Stored items
----------------------------------------

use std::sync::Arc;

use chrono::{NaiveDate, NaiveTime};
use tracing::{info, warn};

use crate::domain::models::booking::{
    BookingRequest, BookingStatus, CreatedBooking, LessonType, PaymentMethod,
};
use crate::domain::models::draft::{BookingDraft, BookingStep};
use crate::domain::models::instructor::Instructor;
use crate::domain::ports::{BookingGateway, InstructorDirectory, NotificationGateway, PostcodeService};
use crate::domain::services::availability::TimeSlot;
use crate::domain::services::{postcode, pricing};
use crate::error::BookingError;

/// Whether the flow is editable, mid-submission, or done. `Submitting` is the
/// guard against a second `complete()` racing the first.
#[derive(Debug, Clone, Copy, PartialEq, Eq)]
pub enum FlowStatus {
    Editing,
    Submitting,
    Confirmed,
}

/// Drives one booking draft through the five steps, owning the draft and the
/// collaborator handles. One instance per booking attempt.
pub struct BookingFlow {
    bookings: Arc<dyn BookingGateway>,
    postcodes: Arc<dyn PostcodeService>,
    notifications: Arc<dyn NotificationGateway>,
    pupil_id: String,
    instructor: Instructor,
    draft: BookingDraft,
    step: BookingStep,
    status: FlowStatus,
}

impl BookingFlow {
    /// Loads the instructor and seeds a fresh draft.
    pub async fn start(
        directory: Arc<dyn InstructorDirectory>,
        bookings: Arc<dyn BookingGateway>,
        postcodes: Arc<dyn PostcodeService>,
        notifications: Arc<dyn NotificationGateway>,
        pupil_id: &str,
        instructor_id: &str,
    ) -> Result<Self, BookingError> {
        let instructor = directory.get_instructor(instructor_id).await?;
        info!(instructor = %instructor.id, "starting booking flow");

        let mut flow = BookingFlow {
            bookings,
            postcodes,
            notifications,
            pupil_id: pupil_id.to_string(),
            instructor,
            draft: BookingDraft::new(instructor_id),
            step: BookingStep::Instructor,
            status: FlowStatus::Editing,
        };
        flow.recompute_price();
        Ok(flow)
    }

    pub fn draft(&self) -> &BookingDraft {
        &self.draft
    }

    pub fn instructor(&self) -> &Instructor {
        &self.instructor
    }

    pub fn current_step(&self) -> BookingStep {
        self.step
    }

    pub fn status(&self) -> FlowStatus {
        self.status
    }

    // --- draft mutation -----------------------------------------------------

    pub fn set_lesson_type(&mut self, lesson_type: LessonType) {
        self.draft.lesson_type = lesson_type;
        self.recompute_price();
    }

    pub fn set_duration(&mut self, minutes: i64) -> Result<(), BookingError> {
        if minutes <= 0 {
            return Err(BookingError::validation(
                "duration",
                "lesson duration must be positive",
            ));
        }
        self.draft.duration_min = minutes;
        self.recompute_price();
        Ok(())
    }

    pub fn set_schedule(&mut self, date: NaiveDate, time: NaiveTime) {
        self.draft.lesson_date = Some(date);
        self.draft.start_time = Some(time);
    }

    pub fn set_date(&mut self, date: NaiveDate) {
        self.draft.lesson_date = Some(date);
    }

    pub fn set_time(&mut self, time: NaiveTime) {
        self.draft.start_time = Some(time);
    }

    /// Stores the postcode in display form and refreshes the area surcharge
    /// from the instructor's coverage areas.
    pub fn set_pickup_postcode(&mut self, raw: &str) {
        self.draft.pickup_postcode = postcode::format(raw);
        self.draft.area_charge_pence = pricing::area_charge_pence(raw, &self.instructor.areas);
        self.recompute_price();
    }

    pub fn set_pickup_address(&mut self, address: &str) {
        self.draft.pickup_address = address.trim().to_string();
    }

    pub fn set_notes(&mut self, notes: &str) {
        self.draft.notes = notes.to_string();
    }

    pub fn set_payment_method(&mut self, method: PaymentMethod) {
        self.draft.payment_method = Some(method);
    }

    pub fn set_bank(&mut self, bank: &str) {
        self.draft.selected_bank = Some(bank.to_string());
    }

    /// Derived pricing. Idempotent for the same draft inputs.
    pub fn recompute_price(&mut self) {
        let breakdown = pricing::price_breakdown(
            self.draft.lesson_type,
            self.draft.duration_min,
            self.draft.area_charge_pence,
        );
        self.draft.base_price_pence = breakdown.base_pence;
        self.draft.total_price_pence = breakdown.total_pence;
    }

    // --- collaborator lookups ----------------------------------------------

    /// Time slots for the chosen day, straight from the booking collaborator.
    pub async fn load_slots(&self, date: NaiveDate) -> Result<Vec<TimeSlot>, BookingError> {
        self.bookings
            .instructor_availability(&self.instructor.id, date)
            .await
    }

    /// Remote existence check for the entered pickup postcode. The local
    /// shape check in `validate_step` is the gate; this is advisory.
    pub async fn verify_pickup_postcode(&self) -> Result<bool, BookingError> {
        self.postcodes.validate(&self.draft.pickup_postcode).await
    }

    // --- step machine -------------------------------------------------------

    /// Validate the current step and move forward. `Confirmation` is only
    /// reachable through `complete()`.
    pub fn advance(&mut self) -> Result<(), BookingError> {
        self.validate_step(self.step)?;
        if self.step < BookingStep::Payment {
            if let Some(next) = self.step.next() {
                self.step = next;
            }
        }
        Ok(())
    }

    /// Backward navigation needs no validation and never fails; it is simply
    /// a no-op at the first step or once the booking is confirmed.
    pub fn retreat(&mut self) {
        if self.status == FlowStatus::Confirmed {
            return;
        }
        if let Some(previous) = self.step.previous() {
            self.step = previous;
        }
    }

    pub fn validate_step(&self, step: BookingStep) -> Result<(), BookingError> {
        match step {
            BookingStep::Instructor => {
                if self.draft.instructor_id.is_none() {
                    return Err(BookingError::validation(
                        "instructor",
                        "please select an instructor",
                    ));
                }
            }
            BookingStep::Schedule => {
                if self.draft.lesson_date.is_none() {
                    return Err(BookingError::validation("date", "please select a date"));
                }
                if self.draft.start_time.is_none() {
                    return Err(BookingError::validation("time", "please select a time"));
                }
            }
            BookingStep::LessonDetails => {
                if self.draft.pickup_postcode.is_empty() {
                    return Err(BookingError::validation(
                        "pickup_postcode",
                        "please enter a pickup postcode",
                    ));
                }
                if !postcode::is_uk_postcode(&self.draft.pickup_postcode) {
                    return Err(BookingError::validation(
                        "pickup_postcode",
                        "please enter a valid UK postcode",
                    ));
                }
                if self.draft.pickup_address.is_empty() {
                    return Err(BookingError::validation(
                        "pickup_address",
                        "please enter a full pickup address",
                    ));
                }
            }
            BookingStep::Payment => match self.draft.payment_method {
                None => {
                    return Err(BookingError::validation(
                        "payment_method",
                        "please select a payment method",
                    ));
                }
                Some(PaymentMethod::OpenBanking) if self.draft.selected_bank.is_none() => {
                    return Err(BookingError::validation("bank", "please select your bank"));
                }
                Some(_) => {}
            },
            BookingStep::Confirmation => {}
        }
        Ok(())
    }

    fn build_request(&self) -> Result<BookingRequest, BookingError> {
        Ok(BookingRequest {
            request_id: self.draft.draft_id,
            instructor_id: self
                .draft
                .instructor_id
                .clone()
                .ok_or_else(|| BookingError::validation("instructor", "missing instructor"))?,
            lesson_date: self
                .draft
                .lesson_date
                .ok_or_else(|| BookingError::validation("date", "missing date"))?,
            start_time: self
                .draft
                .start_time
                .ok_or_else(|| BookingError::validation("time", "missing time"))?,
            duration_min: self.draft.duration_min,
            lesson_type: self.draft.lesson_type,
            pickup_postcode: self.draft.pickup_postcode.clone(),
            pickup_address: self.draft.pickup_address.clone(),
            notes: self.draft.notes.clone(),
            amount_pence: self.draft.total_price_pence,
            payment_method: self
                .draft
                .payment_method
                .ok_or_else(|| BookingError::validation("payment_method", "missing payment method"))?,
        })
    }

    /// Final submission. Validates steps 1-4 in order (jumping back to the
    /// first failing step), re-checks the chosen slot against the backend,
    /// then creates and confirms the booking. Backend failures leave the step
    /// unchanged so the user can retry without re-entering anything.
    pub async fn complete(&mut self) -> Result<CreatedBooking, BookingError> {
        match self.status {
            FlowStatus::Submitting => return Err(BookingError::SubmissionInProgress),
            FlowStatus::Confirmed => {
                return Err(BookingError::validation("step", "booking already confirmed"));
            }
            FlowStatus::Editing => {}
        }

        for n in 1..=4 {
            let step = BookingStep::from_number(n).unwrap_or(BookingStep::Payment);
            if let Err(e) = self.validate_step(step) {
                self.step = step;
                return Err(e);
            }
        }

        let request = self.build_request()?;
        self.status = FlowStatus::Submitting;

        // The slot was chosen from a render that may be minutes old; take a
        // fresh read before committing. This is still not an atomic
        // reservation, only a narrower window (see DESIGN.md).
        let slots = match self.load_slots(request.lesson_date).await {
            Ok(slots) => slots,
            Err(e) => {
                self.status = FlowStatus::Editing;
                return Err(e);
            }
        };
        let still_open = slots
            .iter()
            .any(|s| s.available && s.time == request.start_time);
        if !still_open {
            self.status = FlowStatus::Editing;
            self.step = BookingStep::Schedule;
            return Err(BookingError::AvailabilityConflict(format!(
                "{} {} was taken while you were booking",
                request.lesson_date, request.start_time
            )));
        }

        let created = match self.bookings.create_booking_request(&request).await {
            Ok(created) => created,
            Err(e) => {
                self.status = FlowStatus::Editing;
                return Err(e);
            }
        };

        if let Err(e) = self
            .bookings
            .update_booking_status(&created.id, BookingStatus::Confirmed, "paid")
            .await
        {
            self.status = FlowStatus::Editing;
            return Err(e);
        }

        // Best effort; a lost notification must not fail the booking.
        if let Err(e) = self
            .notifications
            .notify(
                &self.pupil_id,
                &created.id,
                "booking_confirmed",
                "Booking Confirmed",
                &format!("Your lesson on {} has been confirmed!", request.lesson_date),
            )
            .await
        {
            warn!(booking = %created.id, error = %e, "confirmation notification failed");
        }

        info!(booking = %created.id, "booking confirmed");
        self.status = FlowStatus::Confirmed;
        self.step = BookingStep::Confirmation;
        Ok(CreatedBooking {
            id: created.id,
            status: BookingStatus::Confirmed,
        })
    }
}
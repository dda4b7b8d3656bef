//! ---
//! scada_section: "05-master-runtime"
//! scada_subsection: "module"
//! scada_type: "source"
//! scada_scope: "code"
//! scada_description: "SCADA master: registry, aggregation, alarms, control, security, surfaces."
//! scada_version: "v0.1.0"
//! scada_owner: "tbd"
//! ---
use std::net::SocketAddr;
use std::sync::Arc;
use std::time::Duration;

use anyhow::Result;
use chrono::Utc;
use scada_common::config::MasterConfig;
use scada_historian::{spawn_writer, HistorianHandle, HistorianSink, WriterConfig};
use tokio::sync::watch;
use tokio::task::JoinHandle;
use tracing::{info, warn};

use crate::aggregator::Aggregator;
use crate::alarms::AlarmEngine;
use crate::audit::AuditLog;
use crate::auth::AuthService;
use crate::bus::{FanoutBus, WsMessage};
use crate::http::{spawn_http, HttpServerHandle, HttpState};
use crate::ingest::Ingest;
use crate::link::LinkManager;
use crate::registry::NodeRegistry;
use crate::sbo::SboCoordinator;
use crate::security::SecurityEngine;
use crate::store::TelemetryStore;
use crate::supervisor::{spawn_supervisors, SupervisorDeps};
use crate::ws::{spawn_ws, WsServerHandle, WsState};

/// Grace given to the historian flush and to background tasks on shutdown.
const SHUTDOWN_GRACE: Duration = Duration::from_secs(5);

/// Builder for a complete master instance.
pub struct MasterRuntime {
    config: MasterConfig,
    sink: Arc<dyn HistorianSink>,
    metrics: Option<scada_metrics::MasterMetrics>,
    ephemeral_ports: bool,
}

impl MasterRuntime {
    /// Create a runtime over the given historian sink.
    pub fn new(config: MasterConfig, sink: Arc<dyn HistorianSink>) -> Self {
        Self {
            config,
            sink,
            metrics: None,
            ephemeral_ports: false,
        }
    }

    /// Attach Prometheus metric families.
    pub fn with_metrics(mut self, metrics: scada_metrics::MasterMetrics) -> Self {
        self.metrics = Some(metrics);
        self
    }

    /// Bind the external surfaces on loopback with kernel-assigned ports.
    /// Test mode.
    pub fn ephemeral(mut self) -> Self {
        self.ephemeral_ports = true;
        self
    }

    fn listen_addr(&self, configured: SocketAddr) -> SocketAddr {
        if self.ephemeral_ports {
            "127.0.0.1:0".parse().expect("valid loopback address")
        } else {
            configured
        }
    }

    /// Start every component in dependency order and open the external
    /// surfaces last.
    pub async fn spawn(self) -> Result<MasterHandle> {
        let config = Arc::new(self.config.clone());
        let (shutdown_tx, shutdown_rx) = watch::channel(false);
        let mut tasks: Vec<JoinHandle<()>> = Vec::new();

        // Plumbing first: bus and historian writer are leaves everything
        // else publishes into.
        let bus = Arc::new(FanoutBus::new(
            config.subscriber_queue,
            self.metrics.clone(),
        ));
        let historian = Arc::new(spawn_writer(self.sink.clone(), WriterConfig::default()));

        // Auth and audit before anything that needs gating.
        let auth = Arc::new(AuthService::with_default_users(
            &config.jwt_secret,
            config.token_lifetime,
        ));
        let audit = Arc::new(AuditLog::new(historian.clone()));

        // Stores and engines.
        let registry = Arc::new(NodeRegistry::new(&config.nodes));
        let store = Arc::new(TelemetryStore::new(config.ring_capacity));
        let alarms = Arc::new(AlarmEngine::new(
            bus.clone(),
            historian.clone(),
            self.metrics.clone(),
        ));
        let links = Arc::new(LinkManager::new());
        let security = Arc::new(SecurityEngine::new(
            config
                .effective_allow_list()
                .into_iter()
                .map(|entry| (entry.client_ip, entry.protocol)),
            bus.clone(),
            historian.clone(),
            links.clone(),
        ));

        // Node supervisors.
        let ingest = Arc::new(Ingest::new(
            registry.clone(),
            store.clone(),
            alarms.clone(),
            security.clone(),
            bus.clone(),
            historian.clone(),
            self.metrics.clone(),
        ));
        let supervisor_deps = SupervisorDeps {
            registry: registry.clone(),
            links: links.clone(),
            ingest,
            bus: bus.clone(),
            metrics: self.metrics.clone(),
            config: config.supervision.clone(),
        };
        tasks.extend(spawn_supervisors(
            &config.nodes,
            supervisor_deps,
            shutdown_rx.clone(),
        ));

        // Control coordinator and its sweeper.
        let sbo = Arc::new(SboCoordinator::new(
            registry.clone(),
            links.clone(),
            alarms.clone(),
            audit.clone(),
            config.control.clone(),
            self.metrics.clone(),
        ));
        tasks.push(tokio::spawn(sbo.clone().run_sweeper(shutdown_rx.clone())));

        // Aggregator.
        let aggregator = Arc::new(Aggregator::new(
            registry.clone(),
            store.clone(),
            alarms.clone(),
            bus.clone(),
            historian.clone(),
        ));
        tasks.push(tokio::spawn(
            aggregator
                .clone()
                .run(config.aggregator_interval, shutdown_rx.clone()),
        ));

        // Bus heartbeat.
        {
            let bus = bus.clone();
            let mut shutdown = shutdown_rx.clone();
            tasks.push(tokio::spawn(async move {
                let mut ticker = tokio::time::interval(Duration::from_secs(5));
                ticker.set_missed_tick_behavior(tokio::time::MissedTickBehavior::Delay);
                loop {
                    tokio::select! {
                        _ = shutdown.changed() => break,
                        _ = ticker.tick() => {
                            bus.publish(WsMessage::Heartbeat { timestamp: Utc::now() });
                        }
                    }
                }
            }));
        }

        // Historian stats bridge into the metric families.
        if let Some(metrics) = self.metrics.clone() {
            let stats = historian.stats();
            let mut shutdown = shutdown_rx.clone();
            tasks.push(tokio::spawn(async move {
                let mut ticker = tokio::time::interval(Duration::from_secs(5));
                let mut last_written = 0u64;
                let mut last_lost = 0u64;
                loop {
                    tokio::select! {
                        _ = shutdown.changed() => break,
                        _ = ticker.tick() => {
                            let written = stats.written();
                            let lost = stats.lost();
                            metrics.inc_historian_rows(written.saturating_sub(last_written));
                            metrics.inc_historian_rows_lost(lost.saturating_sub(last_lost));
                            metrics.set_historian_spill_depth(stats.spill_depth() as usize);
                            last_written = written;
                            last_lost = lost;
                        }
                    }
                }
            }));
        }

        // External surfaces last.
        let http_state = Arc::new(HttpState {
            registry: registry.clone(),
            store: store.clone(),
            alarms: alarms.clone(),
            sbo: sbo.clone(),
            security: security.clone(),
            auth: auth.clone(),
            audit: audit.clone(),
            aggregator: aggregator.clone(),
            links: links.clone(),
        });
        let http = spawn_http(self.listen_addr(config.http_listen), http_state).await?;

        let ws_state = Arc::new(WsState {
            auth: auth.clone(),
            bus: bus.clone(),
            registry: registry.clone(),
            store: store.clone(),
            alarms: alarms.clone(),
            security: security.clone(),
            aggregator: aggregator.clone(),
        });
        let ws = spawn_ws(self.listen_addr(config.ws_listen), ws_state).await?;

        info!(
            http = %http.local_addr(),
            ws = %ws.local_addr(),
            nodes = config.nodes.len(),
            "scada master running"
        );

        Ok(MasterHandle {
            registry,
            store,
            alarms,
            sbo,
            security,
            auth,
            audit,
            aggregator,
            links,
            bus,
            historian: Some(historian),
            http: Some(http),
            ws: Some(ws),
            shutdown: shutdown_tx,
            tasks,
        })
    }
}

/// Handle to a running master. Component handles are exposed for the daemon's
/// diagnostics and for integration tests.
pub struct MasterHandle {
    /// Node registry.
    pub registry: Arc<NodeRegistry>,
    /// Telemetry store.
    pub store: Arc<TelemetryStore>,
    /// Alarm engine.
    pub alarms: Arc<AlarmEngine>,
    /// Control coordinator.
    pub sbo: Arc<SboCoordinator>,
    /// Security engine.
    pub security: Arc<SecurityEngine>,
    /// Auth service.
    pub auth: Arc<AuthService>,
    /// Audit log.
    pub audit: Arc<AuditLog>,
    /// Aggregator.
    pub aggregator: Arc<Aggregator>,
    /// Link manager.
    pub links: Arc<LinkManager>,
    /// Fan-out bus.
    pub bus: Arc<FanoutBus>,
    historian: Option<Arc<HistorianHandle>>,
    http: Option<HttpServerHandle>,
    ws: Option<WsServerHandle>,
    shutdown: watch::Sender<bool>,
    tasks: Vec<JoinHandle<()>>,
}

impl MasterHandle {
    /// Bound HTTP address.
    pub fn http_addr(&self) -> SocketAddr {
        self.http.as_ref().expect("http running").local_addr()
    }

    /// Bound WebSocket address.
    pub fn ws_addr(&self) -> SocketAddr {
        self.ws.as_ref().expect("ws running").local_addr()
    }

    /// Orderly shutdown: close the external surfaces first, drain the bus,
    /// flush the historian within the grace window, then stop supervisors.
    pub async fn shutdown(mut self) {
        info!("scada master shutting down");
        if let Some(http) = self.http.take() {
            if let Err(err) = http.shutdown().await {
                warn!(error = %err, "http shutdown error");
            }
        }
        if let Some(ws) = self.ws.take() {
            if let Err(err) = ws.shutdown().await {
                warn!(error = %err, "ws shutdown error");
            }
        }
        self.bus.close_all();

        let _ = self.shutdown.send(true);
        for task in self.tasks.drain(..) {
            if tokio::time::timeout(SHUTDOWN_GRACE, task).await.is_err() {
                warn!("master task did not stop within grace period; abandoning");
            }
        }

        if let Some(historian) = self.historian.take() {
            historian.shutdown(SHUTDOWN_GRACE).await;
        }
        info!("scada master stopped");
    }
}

----------------------------------------

- **Work to be completed**
Only a number is wanted: how many lines of the data above contain "LessonType"?

- **Your response**
2